Posted 13 October 2007 - 09:34 PM

We all use robots.txt on our servers to block search engines and bots from accessing files and folders.

Did you know that anyone can run a search to see what you're blocking?
Did you know that just because you block search engines from crawling files and folders, doesn't mean they are always blocked from people?

Type into the Google search field:

"robots.txt" "disallow:" filetype:txt


You'll see the robots.txt files for Google itself, government sites, Webmasterworld, Craigslist, Microsoft, and much more.

Interestingly, it showed 72,900 results, which seems low.

The kicker is that if you take a disallowed file and add it to their url, you can sometimes get into the file they think is being blocked. (In some cases, not all.)

Ex:

http://www.craigslist.org/robots.txt

Remove the "robots.txt" in the url and enter one of the disallowed files. Like "Disallow: /sss"

It would look like

http://www.craigslist.org/sss/


Google will take you to the page.

Many sites don't show anything, which is good for them. It's interesting, however, to look and see what they block. Some government sites are working hard to block email harvesters and known invasive bots. Some companies specify in detail the search engine bots they don't want coming around.

I went to Google and searched on one of my directory folders that I don't want crawled and indexed. I discovered that I can go right in there, see a list of the files in that folder, click on them and get them. I can also see the robots.txt file in the folder.

How do you protect files and folders from being accessed from their browser when they have the exact URL?

I found this interesting because there's a misconception that the robots.txt file is "hiding" things you don't want found on your server.
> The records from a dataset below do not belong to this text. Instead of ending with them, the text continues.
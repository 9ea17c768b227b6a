//! # modhubd — modhub daemon
//!
//! Composition root that wires all adapters together and starts the server.
//!
//! ## Responsibilities
//! - Load configuration (`modhub.toml`, env vars) and initialize logging
//! - Open the `SQLite` database (running migrations) and seed it on first
//!   start; the latest system snapshot stays in memory
//! - Construct application services and the rule engine, injecting
//!   repositories via port traits
//! - Spawn the event recorder and the engine's polling loop
//! - Build the axum router, bind to a TCP port and serve
//! - Handle graceful shutdown (Ctrl-C)
//!
//! ## Dependency rule
//! This is the **only** crate that depends on all other crates.
//! It is the wiring layer — no domain logic belongs here.

mod config;

use std::sync::Arc;

use anyhow::Context;
use tokio::sync::watch;
use tracing_subscriber::EnvFilter;

use modhub_adapter_http_axum::state::AppState;
use modhub_adapter_memory::{MemorySnapshotStore, Seed};
use modhub_adapter_storage_sqlite_sqlx::{
    Config as DbConfig, SqliteEventStore, SqliteModRepository, SqliteRuleRepository,
    SqliteSettingsRepository,
};
use modhub_app::event_bus::{InProcessEventBus, record_events};
use modhub_app::rule_engine::RuleEngine;
use modhub_app::services::mod_service::ModService;
use modhub_app::services::rule_service::RuleService;
use modhub_app::services::settings_service::SettingsService;

use crate::config::Config;

const EVENT_BUS_CAPACITY: usize = 256;

#[tokio::main]
async fn main() -> anyhow::Result<()> {
    let config = Config::load().context("failed to load configuration")?;

    let filter =
        EnvFilter::try_new(&config.logging.filter).unwrap_or_else(|_| EnvFilter::new("info"));
    tracing_subscriber::fmt().with_env_filter(filter).init();

    // Storage
    let db = DbConfig {
        database_url: config.database.url.clone(),
    }
    .build()
    .await
    .context("failed to initialize database")?;
    tracing::info!(url = %config.database.url, "database ready");

    let pool = db.pool().clone();
    let rule_repo = Arc::new(SqliteRuleRepository::new(pool.clone()));
    let mod_repo = Arc::new(SqliteModRepository::new(pool.clone()));
    let settings_repo = Arc::new(SqliteSettingsRepository::new(pool.clone()));
    let event_store = Arc::new(SqliteEventStore::new(
        pool,
        config.storage.event_log_capacity,
    ));
    let snapshot_store = Arc::new(MemorySnapshotStore::new());

    let policy = config.validation_policy();
    if let Some(path) = &config.storage.seed_file {
        Seed::load(path)
            .with_context(|| format!("failed to read seed file {}", path.display()))?
            .apply_if_empty(&rule_repo, &mod_repo, &settings_repo, &policy)
            .await
            .context("failed to store seed data")?;
    }

    // Event bus
    let event_bus = InProcessEventBus::new(EVENT_BUS_CAPACITY);
    tokio::spawn(record_events(
        event_bus.subscribe(),
        Arc::clone(&event_store),
    ));

    // Services
    let rule_service = RuleService::new(Arc::clone(&rule_repo), policy);
    let mod_service = ModService::new(Arc::clone(&mod_repo), event_bus.clone());
    let settings_service = SettingsService::new(Arc::clone(&settings_repo));
    let engine = Arc::new(
        RuleEngine::new(rule_repo, mod_repo, settings_repo, event_bus.clone())
            .with_custom_predicate(config.custom_predicate()),
    );

    // Engine loop
    let (shutdown_tx, mut shutdown_rx) = watch::channel(false);
    let options = config.engine_options();
    let engine_task = tokio::spawn({
        let engine = Arc::clone(&engine);
        let snapshots = Arc::clone(&snapshot_store);
        async move {
            engine
                .run(&snapshots, options, async move {
                    let _ = shutdown_rx.changed().await;
                })
                .await;
        }
    });
    tracing::info!(
        scan_interval = ?options.scan_interval,
        max_snapshot_age = ?options.max_snapshot_age,
        "rule engine started"
    );

    // HTTP
    let state = AppState::from_arcs(
        Arc::new(rule_service),
        Arc::new(mod_service),
        Arc::new(settings_service),
        engine,
        event_store,
        snapshot_store,
        event_bus,
    );
    let app = modhub_adapter_http_axum::router::build(state);

    let bind_addr = config.bind_addr();
    let listener = tokio::net::TcpListener::bind(&bind_addr)
        .await
        .with_context(|| format!("failed to bind {bind_addr}"))?;
    tracing::info!("modhubd listening on http://{bind_addr}");

    axum::serve(listener, app)
        .with_graceful_shutdown(async move {
            if let Err(err) = tokio::signal::ctrl_c().await {
                tracing::error!(error = %err, "failed to listen for shutdown signal");
                std::future::pending::<()>().await;
            }
            tracing::info!("shutting down");
            let _ = shutdown_tx.send(true);
        })
        .await?;

    engine_task.await.context("rule engine task panicked")?;
    Ok(())
}
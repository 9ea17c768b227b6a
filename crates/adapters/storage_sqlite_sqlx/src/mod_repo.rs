//! `SQLite` implementation of [`ModRepository`].

use sqlx::sqlite::SqliteRow;
use sqlx::{FromRow, Row, SqlitePool};

use modhub_app::ports::ModRepository;
use modhub_domain::error::{ModHubError, NotFoundError};
use modhub_domain::id::ModId;
use modhub_domain::mods::Mod;

use crate::codec::{decode_id, decode_timestamp, encode_timestamp};
use crate::error::StorageError;

struct Wrapper(Mod);

impl<'r> FromRow<'r, SqliteRow> for Wrapper {
    fn from_row(row: &'r SqliteRow) -> Result<Self, sqlx::Error> {
        let id: String = row.try_get("id")?;
        let name: String = row.try_get("name")?;
        let description: Option<String> = row.try_get("description")?;
        let active: bool = row.try_get("active")?;
        let last_changed: String = row.try_get("last_changed")?;

        Ok(Self(Mod {
            id: decode_id(&id)?,
            name,
            description,
            active,
            last_changed: decode_timestamp(&last_changed)?,
        }))
    }
}

/// `SQLite`-backed mod repository.
pub struct SqliteModRepository {
    pool: SqlitePool,
}

impl SqliteModRepository {
    /// Create a new repository backed by the given connection pool.
    #[must_use]
    pub fn new(pool: SqlitePool) -> Self {
        Self { pool }
    }
}

impl ModRepository for SqliteModRepository {
    async fn create(&self, m: Mod) -> Result<Mod, ModHubError> {
        sqlx::query(
            "INSERT INTO mods (id, name, description, active, last_changed) VALUES (?, ?, ?, ?, ?)",
        )
        .bind(m.id.to_string())
        .bind(&m.name)
        .bind(&m.description)
        .bind(m.active)
        .bind(encode_timestamp(m.last_changed))
        .execute(&self.pool)
        .await
        .map_err(StorageError::from)?;

        Ok(m)
    }

    async fn get_by_id(&self, id: ModId) -> Result<Option<Mod>, ModHubError> {
        let row: Option<Wrapper> = sqlx::query_as("SELECT * FROM mods WHERE id = ?")
            .bind(id.to_string())
            .fetch_optional(&self.pool)
            .await
            .map_err(StorageError::from)?;
        Ok(row.map(|w| w.0))
    }

    async fn get_all(&self) -> Result<Vec<Mod>, ModHubError> {
        let rows: Vec<Wrapper> = sqlx::query_as("SELECT * FROM mods ORDER BY id")
            .fetch_all(&self.pool)
            .await
            .map_err(StorageError::from)?;
        Ok(rows.into_iter().map(|w| w.0).collect())
    }

    async fn find_by_target(&self, target: &str) -> Result<Option<Mod>, ModHubError> {
        let target = target.trim();
        if let Ok(id) = target.parse::<ModId>()
            && let Some(m) = self.get_by_id(id).await?
        {
            return Ok(Some(m));
        }

        // lower() folds ASCII only, like the name comparison on `Mod`.
        let row: Option<Wrapper> = sqlx::query_as(
            "SELECT * FROM mods WHERE lower(trim(name)) = lower(?) ORDER BY id LIMIT 1",
        )
        .bind(target)
        .fetch_optional(&self.pool)
        .await
        .map_err(StorageError::from)?;
        Ok(row.map(|w| w.0))
    }

    async fn update(&self, m: Mod) -> Result<Mod, ModHubError> {
        let result = sqlx::query(
            "UPDATE mods SET name = ?, description = ?, active = ?, last_changed = ? WHERE id = ?",
        )
        .bind(&m.name)
        .bind(&m.description)
        .bind(m.active)
        .bind(encode_timestamp(m.last_changed))
        .bind(m.id.to_string())
        .execute(&self.pool)
        .await
        .map_err(StorageError::from)?;

        if result.rows_affected() == 0 {
            return Err(NotFoundError {
                entity: "Mod",
                id: m.id.to_string(),
            }
            .into());
        }
        Ok(m)
    }

    async fn delete(&self, id: ModId) -> Result<(), ModHubError> {
        sqlx::query("DELETE FROM mods WHERE id = ?")
            .bind(id.to_string())
            .execute(&self.pool)
            .await
            .map_err(StorageError::from)?;
        Ok(())
    }
}
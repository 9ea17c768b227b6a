//! # modhub-adapter-memory
//!
//! In-memory persistence adapter.
//!
//! ## Responsibilities
//! - Implement the repository port traits defined in `modhub-app::ports`
//! - Keep a bounded, newest-first event log
//! - Hold the latest reported system snapshot
//! - Load rules, mods and settings from a JSON seed file
//!
//! ## Dependency rule
//! Depends on `modhub-app` (for port traits) and `modhub-domain` (for domain types).
//! The `app` and `domain` crates must never reference this adapter.

pub mod error;
pub mod event_store;
pub mod mod_repo;
pub mod rule_repo;
pub mod seed;
pub mod settings_repo;
pub mod snapshot_store;

pub use error::StorageError;
pub use event_store::MemoryEventStore;
pub use mod_repo::MemoryModRepository;
pub use rule_repo::MemoryRuleRepository;
pub use seed::{Seed, SeedReport};
pub use settings_repo::MemorySettingsRepository;
pub use snapshot_store::MemorySnapshotStore;
//! JSON REST handlers for settings.

use axum::Json;
use axum::extract::{Path, State};
use serde::Deserialize;

use modhub_app::ports::{
    EventPublisher, EventStore, ModRepository, RuleRepository, SettingsRepository, SnapshotStore,
};
use modhub_domain::setting::Setting;

use crate::error::ApiError;
use crate::state::AppState;

/// Request body for writing a setting.
#[derive(Deserialize)]
pub struct PutSettingRequest {
    pub value: serde_json::Value,
}

/// `GET /api/settings` — list all settings, ordered by key.
pub async fn list<RR, MR, SR, P, ES, SS>(
    State(state): State<AppState<RR, MR, SR, P, ES, SS>>,
) -> Result<Json<Vec<Setting>>, ApiError>
where
    RR: RuleRepository + Send + Sync + 'static,
    MR: ModRepository + Send + Sync + 'static,
    SR: SettingsRepository + Send + Sync + 'static,
    P: EventPublisher + Send + Sync + 'static,
    ES: EventStore + Send + Sync + 'static,
    SS: SnapshotStore + Send + Sync + 'static,
{
    Ok(Json(state.settings_service.list_settings().await?))
}

/// `GET /api/settings/{key}`
pub async fn get<RR, MR, SR, P, ES, SS>(
    State(state): State<AppState<RR, MR, SR, P, ES, SS>>,
    Path(key): Path<String>,
) -> Result<Json<Setting>, ApiError>
where
    RR: RuleRepository + Send + Sync + 'static,
    MR: ModRepository + Send + Sync + 'static,
    SR: SettingsRepository + Send + Sync + 'static,
    P: EventPublisher + Send + Sync + 'static,
    ES: EventStore + Send + Sync + 'static,
    SS: SnapshotStore + Send + Sync + 'static,
{
    Ok(Json(state.settings_service.get_setting(&key).await?))
}

/// `PUT /api/settings/{key}` — write a setting, creating it if needed.
pub async fn put<RR, MR, SR, P, ES, SS>(
    State(state): State<AppState<RR, MR, SR, P, ES, SS>>,
    Path(key): Path<String>,
    Json(req): Json<PutSettingRequest>,
) -> Result<Json<Setting>, ApiError>
where
    RR: RuleRepository + Send + Sync + 'static,
    MR: ModRepository + Send + Sync + 'static,
    SR: SettingsRepository + Send + Sync + 'static,
    P: EventPublisher + Send + Sync + 'static,
    ES: EventStore + Send + Sync + 'static,
    SS: SnapshotStore + Send + Sync + 'static,
{
    let setting = state.settings_service.put_setting(&key, req.value).await?;
    Ok(Json(setting))
}
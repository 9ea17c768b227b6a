//! In-memory implementation of [`SnapshotStore`].

use std::sync::RwLock;

use modhub_app::ports::SnapshotStore;
use modhub_domain::error::ModHubError;
use modhub_domain::snapshot::SystemSnapshot;

use crate::error::StorageError;

/// Holds only the most recent snapshot.
#[derive(Debug, Default)]
pub struct MemorySnapshotStore {
    latest: RwLock<Option<SystemSnapshot>>,
}

impl MemorySnapshotStore {
    #[must_use]
    pub fn new() -> Self {
        Self::default()
    }
}

const POISONED: StorageError = StorageError::Poisoned("snapshot");

impl SnapshotStore for MemorySnapshotStore {
    async fn latest(&self) -> Result<Option<SystemSnapshot>, ModHubError> {
        let latest = self.latest.read().map_err(|_| POISONED)?;
        Ok(latest.clone())
    }

    async fn replace(&self, snapshot: SystemSnapshot) -> Result<(), ModHubError> {
        let mut latest = self.latest.write().map_err(|_| POISONED)?;
        *latest = Some(snapshot);
        Ok(())
    }
}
I thought this was a good reminder of what exactly this means and doesn't mean.

If you don't want nudie pictures of you being found, hide them in the attic. :pieinface:

#2 eKstreme

eKstreme

    Hall of Fame

  • 1000 Post Club
  • 3399 posts

Posted 14 October 2007 - 05:32 AM

Good topic!

The key concept of robots.txt is that it's advisory, not mandatory. Most bots in the world simply ignore robots.txt because they just want to scrape your content and go away. Members of the Nice Bots League actually consider the advice of the file and follow it (most of the time - I have evidence that MSNBot's sometimes doesn't obey the robots.txt file).

So to elaborate: there is a difference between advising of lack of availability, hiding, and locking content. The first option is robots.txt saying "hey, don't go there". The second is putting some content on a hard-to-guess URL that only you and others you share it with will know (a-la Flickr's way of sharing locked albums). The third one is putting up strong password protection around the content.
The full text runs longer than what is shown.